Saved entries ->
═══

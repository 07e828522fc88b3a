use std::{path::Path, sync::LazyLock};

use anyhow::Result;
use tracing::level_filters::LevelFilter;
use tracing_appender::rolling::Rotation;
use tracing_subscriber::fmt::{format::FmtSpan, writer::MakeWriterExt};

pub const CLI_PREFIX: &str = "cli";
pub const WATCHER_PREFIX: &str = "watcher";

const KEPT_LOG_FILES: usize = 5;

/// Initializes tracing with a daily-rotated file under `<dir>/logs`, one file
/// series per command prefix. Stdout output is opt-in: the watcher shares its
/// stdout with the host protocol and has to keep it clean by default.
pub fn enable_logging(
    prefix: &str,
    application_data_path: &Path,
    log_level: Option<LevelFilter>,
    show_std: bool,
) -> Result<()> {
    let file_appender = tracing_appender::rolling::Builder::new()
        .rotation(Rotation::DAILY)
        .max_log_files(KEPT_LOG_FILES)
        .filename_prefix(prefix)
        .build(application_data_path.join("logs"))?;

    let stdout = std::io::stdout.with_filter(move |_| show_std);

    // An explicit level beats RUST_LOG, which beats the debug default.
    let level = match log_level {
        Some(level) => level.to_string(),
        None => std::env::var("RUST_LOG").unwrap_or_else(|_| "debug".into()),
    };
    let directive = format!("{}={level}", env!("CARGO_PKG_NAME").replace("-", "_"));

    tracing_subscriber::fmt()
        .with_env_filter(tracing_subscriber::EnvFilter::new(directive))
        .with_span_events(FmtSpan::CLOSE)
        .with_writer(stdout.and(file_appender))
        .pretty()
        .init();
    Ok(())
}

pub static TEST_LOGGING: LazyLock<()> = LazyLock::new(|| {
    tracing_subscriber::fmt()
        .with_max_level(LevelFilter::TRACE)
        .with_test_writer()
        .pretty()
        .init()
});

═══

Try it ->
Tally the lines of the data that contain the string "LazyLock" and report the total alone.

Worked solution ->
2